Stored items from a collection

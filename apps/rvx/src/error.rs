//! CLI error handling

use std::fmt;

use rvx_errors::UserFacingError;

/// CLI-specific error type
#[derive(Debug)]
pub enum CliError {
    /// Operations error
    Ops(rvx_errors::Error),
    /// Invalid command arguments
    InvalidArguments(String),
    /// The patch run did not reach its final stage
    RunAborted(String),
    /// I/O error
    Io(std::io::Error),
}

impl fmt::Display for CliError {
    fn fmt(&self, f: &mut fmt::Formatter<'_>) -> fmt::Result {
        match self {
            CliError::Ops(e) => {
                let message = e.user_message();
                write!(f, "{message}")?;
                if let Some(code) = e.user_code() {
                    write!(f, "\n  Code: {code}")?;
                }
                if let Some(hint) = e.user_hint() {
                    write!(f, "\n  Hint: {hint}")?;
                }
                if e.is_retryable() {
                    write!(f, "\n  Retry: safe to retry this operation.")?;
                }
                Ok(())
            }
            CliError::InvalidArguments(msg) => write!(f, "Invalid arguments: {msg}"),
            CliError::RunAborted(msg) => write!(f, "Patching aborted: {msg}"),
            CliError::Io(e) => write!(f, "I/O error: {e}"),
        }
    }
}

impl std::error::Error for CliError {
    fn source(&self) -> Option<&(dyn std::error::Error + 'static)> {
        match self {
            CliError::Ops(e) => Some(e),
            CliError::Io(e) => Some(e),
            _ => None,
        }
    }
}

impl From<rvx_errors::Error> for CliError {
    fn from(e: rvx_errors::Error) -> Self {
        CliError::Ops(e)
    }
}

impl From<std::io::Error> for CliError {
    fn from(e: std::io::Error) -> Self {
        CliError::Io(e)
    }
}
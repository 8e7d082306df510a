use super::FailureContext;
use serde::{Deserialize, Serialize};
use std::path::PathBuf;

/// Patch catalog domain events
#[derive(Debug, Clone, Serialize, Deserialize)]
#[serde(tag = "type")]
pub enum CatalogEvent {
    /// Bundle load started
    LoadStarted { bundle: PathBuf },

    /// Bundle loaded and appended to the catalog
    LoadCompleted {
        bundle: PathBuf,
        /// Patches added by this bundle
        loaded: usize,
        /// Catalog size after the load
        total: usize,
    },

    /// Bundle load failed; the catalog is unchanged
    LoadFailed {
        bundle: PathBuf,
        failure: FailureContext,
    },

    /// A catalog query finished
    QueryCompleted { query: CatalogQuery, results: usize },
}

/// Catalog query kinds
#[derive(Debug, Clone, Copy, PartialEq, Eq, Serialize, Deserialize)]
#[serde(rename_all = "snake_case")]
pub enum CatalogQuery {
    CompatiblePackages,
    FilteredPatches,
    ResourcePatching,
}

* * *

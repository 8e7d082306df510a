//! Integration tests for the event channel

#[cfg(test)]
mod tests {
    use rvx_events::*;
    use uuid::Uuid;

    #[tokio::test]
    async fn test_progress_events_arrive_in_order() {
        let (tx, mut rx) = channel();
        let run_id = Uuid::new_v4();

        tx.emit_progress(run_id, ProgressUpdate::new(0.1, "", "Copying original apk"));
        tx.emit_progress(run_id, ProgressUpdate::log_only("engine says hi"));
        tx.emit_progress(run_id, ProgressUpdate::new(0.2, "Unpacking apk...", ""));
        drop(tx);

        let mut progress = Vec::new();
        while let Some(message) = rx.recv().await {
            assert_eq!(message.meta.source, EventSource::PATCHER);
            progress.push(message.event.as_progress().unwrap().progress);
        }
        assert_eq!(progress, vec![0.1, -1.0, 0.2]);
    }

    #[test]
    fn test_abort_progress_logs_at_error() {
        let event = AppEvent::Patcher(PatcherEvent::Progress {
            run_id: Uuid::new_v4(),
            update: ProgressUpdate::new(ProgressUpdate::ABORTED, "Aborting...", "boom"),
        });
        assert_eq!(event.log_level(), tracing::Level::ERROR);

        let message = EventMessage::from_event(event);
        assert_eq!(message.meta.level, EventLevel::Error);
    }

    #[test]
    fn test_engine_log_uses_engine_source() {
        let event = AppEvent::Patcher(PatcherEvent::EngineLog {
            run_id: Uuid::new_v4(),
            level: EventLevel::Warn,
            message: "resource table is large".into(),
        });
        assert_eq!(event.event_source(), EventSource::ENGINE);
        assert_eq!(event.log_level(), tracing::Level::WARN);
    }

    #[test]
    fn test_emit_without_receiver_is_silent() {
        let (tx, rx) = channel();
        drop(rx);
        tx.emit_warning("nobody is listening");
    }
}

--

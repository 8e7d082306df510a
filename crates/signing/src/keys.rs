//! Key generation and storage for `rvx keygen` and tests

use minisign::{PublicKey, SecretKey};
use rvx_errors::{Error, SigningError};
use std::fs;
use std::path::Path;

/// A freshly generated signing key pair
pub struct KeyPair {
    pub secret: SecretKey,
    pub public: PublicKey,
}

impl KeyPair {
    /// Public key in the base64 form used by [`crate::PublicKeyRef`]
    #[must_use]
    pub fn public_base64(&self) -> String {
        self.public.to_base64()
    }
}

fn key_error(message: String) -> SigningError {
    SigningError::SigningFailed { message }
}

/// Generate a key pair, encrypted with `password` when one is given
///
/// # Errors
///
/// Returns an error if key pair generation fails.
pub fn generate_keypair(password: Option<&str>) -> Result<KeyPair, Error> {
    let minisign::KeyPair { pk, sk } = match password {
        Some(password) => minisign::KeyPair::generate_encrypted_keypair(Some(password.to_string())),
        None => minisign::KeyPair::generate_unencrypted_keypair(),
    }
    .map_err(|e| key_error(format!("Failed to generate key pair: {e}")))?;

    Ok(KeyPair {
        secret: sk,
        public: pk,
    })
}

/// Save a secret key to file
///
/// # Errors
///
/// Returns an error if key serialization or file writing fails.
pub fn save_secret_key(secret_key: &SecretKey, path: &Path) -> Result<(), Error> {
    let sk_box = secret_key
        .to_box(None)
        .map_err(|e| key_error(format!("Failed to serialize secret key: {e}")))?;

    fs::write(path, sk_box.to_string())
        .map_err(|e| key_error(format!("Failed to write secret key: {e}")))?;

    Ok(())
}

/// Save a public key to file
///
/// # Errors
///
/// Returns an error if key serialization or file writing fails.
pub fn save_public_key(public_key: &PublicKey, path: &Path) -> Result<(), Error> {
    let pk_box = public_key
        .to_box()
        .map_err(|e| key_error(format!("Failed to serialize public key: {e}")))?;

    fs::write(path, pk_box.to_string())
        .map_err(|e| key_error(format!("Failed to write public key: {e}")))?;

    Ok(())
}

# What you will do
Each line above that includes the word "code" is to be copied.

# Answer
                if let Some(code) = e.user_code() {
                    write!(f, "\n  Code: {code}")?;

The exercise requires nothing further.